Friday, November 13, 2009

[How-to:] Merging Git Repositories

For a few months now, I have been slowly converting my subversion repositories into full fledged git repositories.  At first, I used git as a front end to various subversion repositories until I became convinced that git was stable and robust enough for my needs.

However, before the conversion I had to answer some philosophical questions about how I wanted my files organized.  Should I have one or more large repositories, or dozens of smaller repositories?   How should I organize the projects?  On a per client basis?  Categorically?  Topically?

I currently have several subversion repositories based on broad topical categories, like "business", "personal", or "archive."  Files were further categorized into more specialized categories until they drilled down to the final category.  As a benefit to this structure, I can checkout just the directories I need at the moment, make the changes, then delete my local checkout when I am finished.

I could certainly go forward with this approach, and clone the repositories directly into one or more gargantuan git repositories.  But is this this the best way?  In my opinion it isn't, so I decided to break apart the large subversion repositories into smaller, topically organized git repositories.

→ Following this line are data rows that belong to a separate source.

//! File-based logging.
//!
//! The terminal belongs to the UI, so logs only ever go to
//! `<state dir>/tombola.log`. `TOMBOLA_LOG` takes an `EnvFilter` directive
//! (default `info`).

use std::path::Path;
use tracing_appender::non_blocking::WorkerGuard;
use tracing_subscriber::{fmt, layer::SubscriberExt, util::SubscriberInitExt, EnvFilter};

pub const LOG_ENV: &str = "TOMBOLA_LOG";
pub const LOG_FILE: &str = "tombola.log";

/// Install the global subscriber. The returned guard must live until exit so
/// buffered lines are flushed. Returns `None` when the directory cannot be
/// created; logging is then disabled.
pub fn init(dir: &Path) -> Option<WorkerGuard> {
    if let Err(e) = std::fs::create_dir_all(dir) {
        eprintln!("Failed to create log directory {:?}: {}, logging disabled", dir, e);
        return None;
    }

    let appender = tracing_appender::rolling::never(dir, LOG_FILE);
    let (writer, guard) = tracing_appender::non_blocking(appender);

    let file_layer = fmt::layer()
        .with_writer(writer)
        .with_ansi(false)
        .with_target(true);

    let filter = EnvFilter::try_from_env(LOG_ENV).unwrap_or_else(|_| EnvFilter::new("info"));

    if tracing_subscriber::registry()
        .with(file_layer)
        .with(filter)
        .try_init()
        .is_err()
    {
        return None;
    }

    tracing::info!(log_file = ?dir.join(LOG_FILE), "logging initialized");
    Some(guard)
}
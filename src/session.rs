use rand::seq::SliceRandom;
use rand::Rng;

use crate::config::TimingConfig;
use crate::error::RecoveryError;

pub const POOL_SIZE: usize = 75;

/// True when `numbers` holds each of 1..=75 exactly once.
pub fn is_full_permutation(numbers: &[u8]) -> bool {
    if numbers.len() != POOL_SIZE {
        return false;
    }
    let mut seen = [false; POOL_SIZE];
    for &n in numbers {
        let idx = n as usize;
        if idx == 0 || idx > POOL_SIZE || seen[idx - 1] {
            return false;
        }
        seen[idx - 1] = true;
    }
    true
}

/// The shuffled sequence numbers are drawn from, in order.
#[derive(Debug, Clone, PartialEq, Eq)]
pub struct Pool(Vec<u8>);

impl Pool {
    pub fn shuffled() -> Self {
        Self::shuffled_with(&mut rand::thread_rng())
    }

    pub fn shuffled_with<R: Rng + ?Sized>(rng: &mut R) -> Self {
        let mut numbers: Vec<u8> = (1..=POOL_SIZE as u8).collect();
        numbers.shuffle(rng);
        Self(numbers)
    }

    pub fn from_numbers(numbers: Vec<u8>) -> Result<Self, RecoveryError> {
        if !is_full_permutation(&numbers) {
            return Err(RecoveryError::Malformed(format!(
                "pool must contain each of 1..={} once, got {} entries",
                POOL_SIZE,
                numbers.len()
            )));
        }
        Ok(Self(numbers))
    }

    pub fn get(&self, idx: usize) -> Option<u8> {
        self.0.get(idx).copied()
    }

    pub fn as_slice(&self) -> &[u8] {
        &self.0
    }

    pub fn len(&self) -> usize {
        self.0.len()
    }

    pub fn is_empty(&self) -> bool {
        self.0.is_empty()
    }
}

/// Progress through the pool. `history` is always `pool[..drawn_count]`.
#[derive(Debug, Clone, Default, PartialEq, Eq)]
pub struct DrawState {
    history: Vec<u8>,
}

impl DrawState {
    pub fn drawn_count(&self) -> usize {
        self.history.len()
    }

    pub fn history(&self) -> &[u8] {
        &self.history
    }

    pub fn last(&self) -> Option<u8> {
        self.history.last().copied()
    }

    pub(crate) fn record(&mut self, number: u8) {
        self.history.push(number);
    }
}

/// A persisted `{pool, drawn_count}` pair used to resume a game.
#[derive(Debug, Clone, PartialEq, Eq)]
pub struct RecoverySnapshot {
    pub pool: Vec<u8>,
    pub drawn_count: usize,
}

impl RecoverySnapshot {
    pub fn validate(&self) -> Result<(), RecoveryError> {
        if !is_full_permutation(&self.pool) {
            return Err(RecoveryError::Malformed(format!(
                "pool must contain each of 1..={} once, got {} entries",
                POOL_SIZE,
                self.pool.len()
            )));
        }
        if self.drawn_count > POOL_SIZE {
            return Err(RecoveryError::Malformed(format!(
                "drawn count {} exceeds {}",
                self.drawn_count, POOL_SIZE
            )));
        }
        Ok(())
    }
}

/// Everything a single game owns: the pool, the draws so far and the timing.
#[derive(Debug, Clone)]
pub struct Session {
    pool: Pool,
    state: DrawState,
    timing: TimingConfig,
}

impl Session {
    pub fn new(timing: TimingConfig) -> Self {
        Self::with_pool(Pool::shuffled(), timing)
    }

    pub fn with_pool(pool: Pool, timing: TimingConfig) -> Self {
        Self {
            pool,
            state: DrawState::default(),
            timing: timing.clamped(),
        }
    }

    pub fn timing(&self) -> TimingConfig {
        self.timing
    }

    /// Writers go through `DrawSequencer::update_timing`, which holds the
    /// in-flight lock.
    pub(crate) fn set_timing(&mut self, timing: TimingConfig) -> TimingConfig {
        self.timing = timing.clamped();
        self.timing
    }

    pub fn pool(&self) -> &Pool {
        &self.pool
    }

    pub fn state(&self) -> &DrawState {
        &self.state
    }

    pub fn drawn_count(&self) -> usize {
        self.state.drawn_count()
    }

    pub fn history(&self) -> &[u8] {
        self.state.history()
    }

    pub fn is_exhausted(&self) -> bool {
        self.state.drawn_count() >= self.pool.len()
    }

    pub fn next_number(&self) -> Option<u8> {
        self.pool.get(self.state.drawn_count())
    }

    pub(crate) fn record(&mut self, number: u8) {
        debug_assert_eq!(self.next_number(), Some(number));
        self.state.record(number);
    }

    /// Replace pool and draw state with a validated snapshot. On error the
    /// session is left untouched.
    pub fn adopt(&mut self, snapshot: &RecoverySnapshot) -> Result<(), RecoveryError> {
        snapshot.validate()?;
        let pool = Pool(snapshot.pool.clone());
        let mut state = DrawState::default();
        for &n in &pool.as_slice()[..snapshot.drawn_count] {
            state.record(n);
        }
        self.pool = pool;
        self.state = state;
        Ok(())
    }

    pub fn snapshot(&self) -> RecoverySnapshot {
        RecoverySnapshot {
            pool: self.pool.as_slice().to_vec(),
            drawn_count: self.state.drawn_count(),
        }
    }
}
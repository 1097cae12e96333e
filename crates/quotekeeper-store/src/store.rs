//! Quote store: durable CRUD over per-record files plus the aggregate
//! export.
//!
//! Layout of the storage directory:
//! ```text
//! quotes/
//! ├── 1.json        # one file per quote
//! ├── 2.json
//! ├── last_id.txt   # allocator counter, plain text
//! └── data.json     # aggregate export, rebuilt on demand
//! ```

use std::fs;
use std::path::PathBuf;

use quotekeeper_models::{Quote, QuoteId};

use crate::allocator::{FileIdAllocator, IdAllocator};
use crate::atomic::{atomic_write_json, read_json};
use crate::error::{Result, StoreError};
use crate::scan::QuoteScan;

/// Name of the allocator's counter file inside the storage directory.
const COUNTER_FILE: &str = "last_id.txt";

/// Name of the aggregate export file inside the storage directory.
const EXPORT_FILE: &str = "data.json";

/// Manages persistence of quote records in a single storage directory.
///
/// The allocator is a collaborator injected behind [`IdAllocator`]; the
/// store enforces that every inserted identifier is exactly the one the
/// allocator would hand out next.
pub struct QuoteStore {
    dir: PathBuf,
    allocator: Box<dyn IdAllocator>,
}

impl QuoteStore {
    /// Opens a store over the given directory with the file-backed
    /// allocator stored alongside the records.
    pub fn open(dir: impl Into<PathBuf>) -> Self {
        let dir = dir.into();
        let allocator = Box::new(FileIdAllocator::new(dir.join(COUNTER_FILE)));
        Self { dir, allocator }
    }

    /// Opens a store with a caller-supplied allocator.
    pub fn with_allocator(dir: impl Into<PathBuf>, allocator: Box<dyn IdAllocator>) -> Self {
        Self {
            dir: dir.into(),
            allocator,
        }
    }

    /// Returns the path to a specific record file.
    fn record_path(&self, id: QuoteId) -> PathBuf {
        self.dir.join(format!("{}.json", id))
    }

    /// Returns the path of the aggregate export file.
    pub fn export_path(&self) -> PathBuf {
        self.dir.join(EXPORT_FILE)
    }

    /// Returns the last identifier issued by the allocator (0 when empty).
    pub fn last_id(&self) -> Result<u64> {
        self.allocator.peek_last()
    }

    /// Returns the identifier the next insert must carry.
    pub fn next_id(&self) -> Result<QuoteId> {
        Ok(QuoteId::new(self.last_id()? + 1))
    }

    /// Inserts a new record.
    ///
    /// The record's identifier must be exactly `last_id() + 1`; the caller
    /// obtains it from [`next_id`](Self::next_id) immediately before the
    /// insert. The sequence check runs before any file is touched, so a
    /// violation leaves no partial file behind.
    pub fn insert(&self, quote: &Quote) -> Result<()> {
        let expected = self.last_id()? + 1;
        if quote.id.value() != expected {
            return Err(StoreError::OutOfSequence {
                expected,
                got: quote.id.value(),
            });
        }

        atomic_write_json(&self.record_path(quote.id), quote)?;
        self.allocator.advance(1)
    }

    /// Deletes a record by identifier.
    ///
    /// Deleting the current maximum rolls the allocator back so the
    /// identifier is reissued; deleting a non-maximum leaves a hole in the
    /// sequence and the counter untouched. Deleting a nonexistent id is
    /// not an error.
    pub fn delete(&self, id: QuoteId) -> Result<()> {
        if id.value() == self.last_id()? {
            self.allocator.advance(-1)?;
        }

        let path = self.record_path(id);
        if path.exists() {
            fs::remove_file(&path).map_err(|source| StoreError::Write { path, source })?;
        }
        Ok(())
    }

    /// Overwrites a record's author and content in place. The identifier
    /// never changes.
    pub fn update(
        &self,
        quote: &mut Quote,
        author: impl Into<String>,
        content: impl Into<String>,
    ) -> Result<()> {
        quote.update(author, content);
        atomic_write_json(&self.record_path(quote.id), quote)
    }

    /// Opens a fresh scan over the record files.
    pub fn scan(&self) -> Result<QuoteScan> {
        QuoteScan::new(&self.dir)
    }

    /// Loads every record, sorted by identifier ascending.
    ///
    /// Directory enumeration order is not deterministic across
    /// filesystems, so the store sorts explicitly instead of letting
    /// callers inherit whatever the filesystem yields.
    pub fn select_all(&self) -> Result<Vec<Quote>> {
        let mut quotes = self.scan()?.collect::<Result<Vec<_>>>()?;
        quotes.sort_by_key(|q| q.id);
        Ok(quotes)
    }

    /// Loads a record by identifier via direct path lookup, no scan.
    pub fn select_by_id(&self, id: QuoteId) -> Result<Quote> {
        let path = self.record_path(id);
        if !path.exists() {
            return Err(StoreError::NotFound { id });
        }
        read_json(&path)
    }

    /// Rebuilds the aggregate export from scratch: every current record,
    /// sorted by identifier, serialized as one JSON array. Overwrites any
    /// previous export and returns its path.
    pub fn build_export(&self) -> Result<PathBuf> {
        let quotes = self.select_all()?;
        let path = self.export_path();
        atomic_write_json(&path, &quotes)?;
        Ok(path)
    }
}
//! Command handlers for CLI subcommands.

use std::path::Path;

use quotekeeper_models::Quote;
use quotekeeper_store::{QuoteStore, StoreError};
use tracing::info;

use crate::cli::{Commands, OutputFormat};
use crate::error::Result;
use crate::parse_target_id;

/// Execute a one-shot CLI command against the quotes directory.
pub fn execute(command: Commands, quotes_dir: &Path) -> Result<()> {
    let store = QuoteStore::open(quotes_dir);

    match command {
        Commands::Add { author, content } => cmd_add(&store, &author, &content),
        Commands::Delete { id } => cmd_delete(&store, &id),
        Commands::Update { id, author, content } => cmd_update(&store, &id, &author, &content),
        Commands::List { format } => cmd_list(&store, format),
        Commands::Build => cmd_build(&store),
        Commands::Repl => {
            // REPL is handled separately in main
            Ok(())
        }
    }
}

fn cmd_add(store: &QuoteStore, author: &str, content: &str) -> Result<()> {
    // The id must come from the allocator immediately before the insert.
    let quote = Quote::new(store.next_id()?, author, content);
    store.insert(&quote)?;

    info!(quote_id = %quote.id, "Registered quote");
    println!("Quote {} registered.", quote.id);
    Ok(())
}

fn cmd_delete(store: &QuoteStore, id: &str) -> Result<()> {
    let id = parse_target_id(id)?;

    // Fetch first so a missing id surfaces as not-found rather than
    // silently succeeding through the idempotent storage delete.
    let quote = store.select_by_id(id)?;
    store.delete(quote.id)?;

    info!(quote_id = %id, "Deleted quote");
    println!("Quote {} deleted.", id);
    Ok(())
}

fn cmd_update(store: &QuoteStore, id: &str, author: &str, content: &str) -> Result<()> {
    let id = parse_target_id(id)?;

    let mut quote = store.select_by_id(id)?;
    store.update(&mut quote, author, content)?;

    info!(quote_id = %id, "Updated quote");
    println!("Quote {} updated.", id);
    Ok(())
}

fn cmd_list(store: &QuoteStore, format: OutputFormat) -> Result<()> {
    let mut quotes = store.select_all()?;
    // Display policy: newest first.
    quotes.reverse();

    match format {
        OutputFormat::Table => {
            if quotes.is_empty() {
                println!("No quotes.");
                return Ok(());
            }
            for quote in &quotes {
                println!("{}", quote.info());
            }
        }
        OutputFormat::Json => {
            let json = serde_json::to_string_pretty(&quotes).map_err(StoreError::from)?;
            println!("{}", json);
        }
        OutputFormat::Brief => {
            for quote in &quotes {
                println!("{}: {}", quote.id, quote.author);
            }
        }
    }
    Ok(())
}

fn cmd_build(store: &QuoteStore) -> Result<()> {
    let count = store.select_all()?.len();
    let path = store.build_export()?;

    info!(count, path = %path.display(), "Built export");
    println!("Export written to {} ({} quotes).", path.display(), count);
    Ok(())
}
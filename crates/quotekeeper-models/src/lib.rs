//! Core data models for Quotekeeper.
//!
//! This crate provides the record types shared by the store and the CLI:
//! the [`Quote`] record and its [`QuoteId`] identifier.

pub mod ids;
pub mod quote;

pub use ids::QuoteId;
pub use quote::Quote;
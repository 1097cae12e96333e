//! Directory scan over record files.

use std::fs;
use std::path::{Path, PathBuf};

use quotekeeper_models::Quote;

use crate::atomic::read_json;
use crate::error::{Result, StoreError};

/// Returns the record identifier encoded in a file name, if the file looks
/// like a record (`{digits}.json`). Filters out `last_id.txt`, `data.json`
/// and any stray files in the storage directory.
pub(crate) fn record_file_id(path: &Path) -> Option<u64> {
    if path.extension()? != "json" {
        return None;
    }
    let stem = path.file_stem()?.to_str()?;
    if stem.is_empty() || !stem.bytes().all(|b| b.is_ascii_digit()) {
        return None;
    }
    stem.parse::<u64>().ok()
}

/// A lazy, finite, restartable scan over the record files of a storage
/// directory, yielding deserialized quotes in filesystem enumeration order.
///
/// Restarting means creating a new scan; each scan reads the directory
/// afresh. A missing directory yields an empty scan. Consumers that need a
/// deterministic order sort the drained records by id.
pub struct QuoteScan {
    dir: PathBuf,
    entries: Option<fs::ReadDir>,
}

impl QuoteScan {
    /// Opens a scan over the given storage directory.
    pub fn new(dir: impl Into<PathBuf>) -> Result<Self> {
        let dir = dir.into();
        if !dir.exists() {
            return Ok(Self { dir, entries: None });
        }

        let entries = fs::read_dir(&dir).map_err(|source| StoreError::Read {
            path: dir.clone(),
            source,
        })?;

        Ok(Self {
            dir,
            entries: Some(entries),
        })
    }
}

impl Iterator for QuoteScan {
    type Item = Result<Quote>;

    fn next(&mut self) -> Option<Self::Item> {
        let dir = self.dir.clone();
        let entries = self.entries.as_mut()?;

        loop {
            let entry = match entries.next()? {
                Ok(entry) => entry,
                Err(source) => return Some(Err(StoreError::Read { path: dir, source })),
            };

            let path = entry.path();
            if record_file_id(&path).is_some() {
                return Some(read_json(&path));
            }
        }
    }
}
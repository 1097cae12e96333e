//! Interactive REPL (Read-Eval-Print Loop) for Quotekeeper.

use std::path::{Path, PathBuf};

use quotekeeper_models::Quote;
use quotekeeper_store::QuoteStore;
use rustyline::completion::{Completer, Pair};
use rustyline::error::ReadlineError;
use rustyline::highlight::Highlighter;
use rustyline::hint::Hinter;
use rustyline::history::DefaultHistory;
use rustyline::validate::Validator;
use rustyline::{Context, Editor, Helper, Result as RlResult};
use tracing::debug;

use crate::error::{CliError, Result};
use crate::parse_target_id;

/// Help information for a command.
pub struct CommandHelp {
    /// Command name (e.g., "add").
    pub name: &'static str,
    /// Command aliases (e.g., ["a"]).
    pub aliases: &'static [&'static str],
    /// Brief one-line description.
    pub brief: &'static str,
    /// Usage syntax.
    pub usage: &'static str,
    /// Examples with descriptions.
    pub examples: &'static [(&'static str, &'static str)],
}

/// Static help entries for all commands.
static COMMAND_HELP: &[CommandHelp] = &[
    CommandHelp {
        name: "add",
        aliases: &["a"],
        brief: "Register a new quote",
        usage: "add",
        examples: &[("add", "Prompts for the quote text and its author")],
    },
    CommandHelp {
        name: "delete",
        aliases: &["del", "d"],
        brief: "Delete a quote by id",
        usage: "delete [id]",
        examples: &[
            ("delete 3", "Delete quote 3"),
            ("delete", "Prompts for the id"),
        ],
    },
    CommandHelp {
        name: "update",
        aliases: &["u"],
        brief: "Replace a quote's author and content",
        usage: "update [id]",
        examples: &[
            ("update 3", "Update quote 3, prompting for the new text"),
            ("update", "Prompts for the id first"),
        ],
    },
    CommandHelp {
        name: "list",
        aliases: &["ls", "l"],
        brief: "List all quotes, newest first",
        usage: "list",
        examples: &[("list", "Show every stored quote")],
    },
    CommandHelp {
        name: "build",
        aliases: &["b"],
        brief: "Rebuild the aggregate export file",
        usage: "build",
        examples: &[("build", "Write every quote to data.json")],
    },
    CommandHelp {
        name: "help",
        aliases: &["h", "?"],
        brief: "Show help",
        usage: "help [command]",
        examples: &[
            ("help", "Show all commands"),
            ("help delete", "Show detailed help for delete"),
        ],
    },
    CommandHelp {
        name: "quit",
        aliases: &["q", "exit"],
        brief: "Exit the REPL",
        usage: "quit",
        examples: &[("quit", "Exit; history is saved automatically")],
    },
];

/// Tab completion for REPL commands.
struct CommandCompleter;

impl CommandCompleter {
    const COMMANDS: &'static [&'static str] =
        &["add", "build", "delete", "help", "list", "quit", "update"];
}

impl Completer for CommandCompleter {
    type Candidate = Pair;

    fn complete(
        &self,
        line: &str,
        pos: usize,
        _ctx: &Context<'_>,
    ) -> RlResult<(usize, Vec<Pair>)> {
        // Only complete the command token itself.
        if line[..pos].contains(' ') {
            return Ok((0, vec![]));
        }

        let prefix = &line[..pos];
        let matches: Vec<Pair> = Self::COMMANDS
            .iter()
            .filter(|cmd| cmd.starts_with(prefix))
            .map(|cmd| Pair {
                display: cmd.to_string(),
                replacement: cmd.to_string(),
            })
            .collect();

        Ok((0, matches))
    }
}

impl Hinter for CommandCompleter {
    type Hint = String;
}

impl Highlighter for CommandCompleter {}
impl Validator for CommandCompleter {}
impl Helper for CommandCompleter {}

/// Commands available in the REPL.
#[derive(Debug, Clone, PartialEq)]
pub enum ReplCommand {
    /// Register a new quote (fields are prompted for)
    Add,
    /// Delete a quote, id inline or prompted
    Delete(Option<String>),
    /// Update a quote, id inline or prompted
    Update(Option<String>),
    /// List all quotes
    List,
    /// Rebuild the aggregate export
    Build,
    /// Show help (optionally for a specific command)
    Help(Option<String>),
    /// Quit the REPL
    Quit,
    /// Unknown command token
    Unknown(String),
    /// Blank input
    Empty,
}

impl ReplCommand {
    /// Parses input into a REPL command.
    pub fn parse(input: &str) -> Self {
        let input = input.trim();

        if input.is_empty() {
            return ReplCommand::Empty;
        }

        let parts: Vec<&str> = input.splitn(2, ' ').collect();
        let cmd = parts[0].to_lowercase();
        let arg = parts.get(1).map(|s| s.trim().to_string());

        match cmd.as_str() {
            "add" | "a" => ReplCommand::Add,
            "delete" | "del" | "d" => ReplCommand::Delete(arg),
            "update" | "u" => ReplCommand::Update(arg),
            "list" | "ls" | "l" => ReplCommand::List,
            "build" | "b" => ReplCommand::Build,
            "help" | "h" | "?" => ReplCommand::Help(arg),
            "quit" | "q" | "exit" => ReplCommand::Quit,
            _ => ReplCommand::Unknown(cmd),
        }
    }
}

/// REPL state.
pub struct Repl {
    editor: Editor<CommandCompleter, DefaultHistory>,
    store: QuoteStore,
    history_path: Option<PathBuf>,
}

impl Repl {
    /// Creates a new REPL over the given data directory.
    pub fn new(data_dir: &Path) -> RlResult<Self> {
        let config = rustyline::Config::builder()
            .completion_type(rustyline::CompletionType::List)
            .build();
        let mut editor = Editor::with_config(config)?;
        editor.set_helper(Some(CommandCompleter));

        let store = QuoteStore::open(data_dir.join("quotes"));

        let history_path = data_dir.join("repl_history.txt");
        if history_path.exists() {
            let _ = editor.load_history(&history_path);
        }

        Ok(Self {
            editor,
            store,
            history_path: Some(history_path),
        })
    }

    /// Runs the REPL loop.
    pub fn run(&mut self) -> RlResult<()> {
        println!("Quotekeeper v{}", env!("CARGO_PKG_VERSION"));
        println!("Type help for commands, quit to exit");
        println!();

        loop {
            match self.editor.readline("quotekeeper> ") {
                Ok(line) => {
                    self.editor.add_history_entry(&line)?;

                    let cmd = ReplCommand::parse(&line);
                    debug!(?cmd, "Parsed command");

                    match self.handle_command(cmd) {
                        Ok(true) => break, // Quit requested
                        Ok(false) => {}    // Continue
                        Err(e) => eprintln!("Error: {}", e),
                    }
                }
                Err(ReadlineError::Interrupted) => {
                    println!("^C");
                    // Don't exit on Ctrl+C, just clear line
                }
                Err(ReadlineError::Eof) => {
                    println!("^D");
                    break;
                }
                Err(err) => {
                    eprintln!("Error: {:?}", err);
                    break;
                }
            }
        }

        // Save history
        if let Some(path) = &self.history_path {
            let _ = self.editor.save_history(path);
        }

        println!("Goodbye!");
        Ok(())
    }

    /// Handles a REPL command. Returns Ok(true) if the loop should quit.
    fn handle_command(&mut self, cmd: ReplCommand) -> Result<bool> {
        match cmd {
            ReplCommand::Add => {
                let content = self.prompt("Quote: ")?;
                let author = self.prompt("Author: ")?;

                let quote = Quote::new(self.store.next_id()?, author, content);
                self.store.insert(&quote)?;

                println!("Quote {} registered.", quote.id);
                Ok(false)
            }

            ReplCommand::Delete(arg) => {
                let raw = match arg {
                    Some(arg) => arg,
                    None => self.prompt("Id: ")?,
                };
                let id = parse_target_id(&raw)?;

                let quote = self.store.select_by_id(id)?;
                self.store.delete(quote.id)?;

                println!("Quote {} deleted.", id);
                Ok(false)
            }

            ReplCommand::Update(arg) => {
                let raw = match arg {
                    Some(arg) => arg,
                    None => self.prompt("Id: ")?,
                };
                let id = parse_target_id(&raw)?;

                let mut quote = self.store.select_by_id(id)?;
                println!("Current: {}", quote.info());

                let content = self.prompt("New quote: ")?;
                let author = self.prompt("New author: ")?;
                self.store.update(&mut quote, author, content)?;

                println!("Quote {} updated.", id);
                Ok(false)
            }

            ReplCommand::List => {
                let mut quotes = self.store.select_all()?;
                if quotes.is_empty() {
                    println!("No quotes.");
                } else {
                    // Display policy: newest first.
                    quotes.reverse();
                    for quote in &quotes {
                        println!("{}", quote.info());
                    }
                }
                Ok(false)
            }

            ReplCommand::Build => {
                let path = self.store.build_export()?;
                println!("Export written to {}.", path.display());
                Ok(false)
            }

            ReplCommand::Help(topic) => {
                match topic {
                    Some(topic) => self.show_command_help(&topic),
                    None => self.show_help(),
                }
                Ok(false)
            }

            ReplCommand::Quit => Ok(true),

            ReplCommand::Unknown(cmd) => Err(CliError::InvalidCommand(cmd)),

            ReplCommand::Empty => Ok(false),
        }
    }

    /// Reads one free-text field from the user.
    fn prompt(&mut self, label: &str) -> Result<String> {
        let line = self.editor.readline(label)?;
        Ok(line.trim().to_string())
    }

    /// Shows the brief help table for all commands.
    fn show_help(&self) {
        println!("Commands:");
        for help in COMMAND_HELP {
            let aliases = if help.aliases.is_empty() {
                String::new()
            } else {
                format!(" ({})", help.aliases.join(", "))
            };
            println!("  {:<18} {}{}", help.usage, help.brief, aliases);
        }
        println!("\nUse 'help <command>' for details.");
    }

    /// Shows detailed help for a single command.
    fn show_command_help(&self, topic: &str) {
        let topic = topic.to_lowercase();
        let entry = COMMAND_HELP
            .iter()
            .find(|h| h.name == topic || h.aliases.contains(&topic.as_str()));

        match entry {
            Some(help) => {
                println!("{} - {}", help.name, help.brief);
                println!("Usage: {}", help.usage);
                if !help.examples.is_empty() {
                    println!("Examples:");
                    for (example, description) in help.examples {
                        println!("  {:<14} {}", example, description);
                    }
                }
            }
            None => println!("No help for '{}'. Try 'help'.", topic),
        }
    }
}

#[cfg(test)]
mod tests {
    use super::*;

    #[test]
    fn test_parse_add() {
        assert_eq!(ReplCommand::parse("add"), ReplCommand::Add);
        assert_eq!(ReplCommand::parse("a"), ReplCommand::Add);
    }

    #[test]
    fn test_parse_delete_with_id() {
        assert_eq!(
            ReplCommand::parse("delete 3"),
            ReplCommand::Delete(Some("3".to_string()))
        );
    }

    #[test]
    fn test_parse_delete_without_id() {
        assert_eq!(ReplCommand::parse("delete"), ReplCommand::Delete(None));
        assert_eq!(ReplCommand::parse("d"), ReplCommand::Delete(None));
    }

    #[test]
    fn test_parse_update_alias() {
        assert_eq!(
            ReplCommand::parse("u 7"),
            ReplCommand::Update(Some("7".to_string()))
        );
    }

    #[test]
    fn test_parse_list_aliases() {
        assert_eq!(ReplCommand::parse("list"), ReplCommand::List);
        assert_eq!(ReplCommand::parse("ls"), ReplCommand::List);
        assert_eq!(ReplCommand::parse("l"), ReplCommand::List);
    }

    #[test]
    fn test_parse_is_case_insensitive() {
        assert_eq!(ReplCommand::parse("LIST"), ReplCommand::List);
        assert_eq!(ReplCommand::parse("Build"), ReplCommand::Build);
    }

    #[test]
    fn test_parse_help_topic() {
        assert_eq!(
            ReplCommand::parse("help delete"),
            ReplCommand::Help(Some("delete".to_string()))
        );
        assert_eq!(ReplCommand::parse("?"), ReplCommand::Help(None));
    }

    #[test]
    fn test_parse_quit_aliases() {
        assert_eq!(ReplCommand::parse("quit"), ReplCommand::Quit);
        assert_eq!(ReplCommand::parse("exit"), ReplCommand::Quit);
        assert_eq!(ReplCommand::parse("q"), ReplCommand::Quit);
    }

    #[test]
    fn test_parse_unknown() {
        assert_eq!(
            ReplCommand::parse("frobnicate"),
            ReplCommand::Unknown("frobnicate".to_string())
        );
    }

    #[test]
    fn test_parse_blank() {
        assert_eq!(ReplCommand::parse(""), ReplCommand::Empty);
        assert_eq!(ReplCommand::parse("   "), ReplCommand::Empty);
    }

    #[test]
    fn test_help_table_covers_all_commands() {
        for cmd in CommandCompleter::COMMANDS {
            assert!(
                COMMAND_HELP.iter().any(|h| h.name == *cmd),
                "missing help entry for {}",
                cmd
            );
        }
    }
}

Further, from my experiments with working with very large repositories, when a git repository gets past 7GB, you start running into memory issues, primarily when cloning and packing the repository (if you are cloning an already packed repository, then you are fine).   In the future, as more operating systems cross the 64-bit 4GB memory limitation this will be less of an issue.  

Bring out your dead.

In GTD, you have a physical file labeled, "dead" where you put reference files that are no longer needed, but are just too important to throw away.  They are just dead space that await their fate.  At some interval, such as every year, you clean out the dead file and throw away or re-file.

Likewise, I created a dead.git repository that I stuff client files (time sheets, invoices, quotes, contracts, etc), that I don't need to actively reference anymore -- but are still useful.  Once a year I will merge them into my archive, which I lovely named tomb.git.

Get it? tomb houses dead bodies... I'm so clever.

Which brings me to merging.

I need to move the entire contents (with history) to another repository.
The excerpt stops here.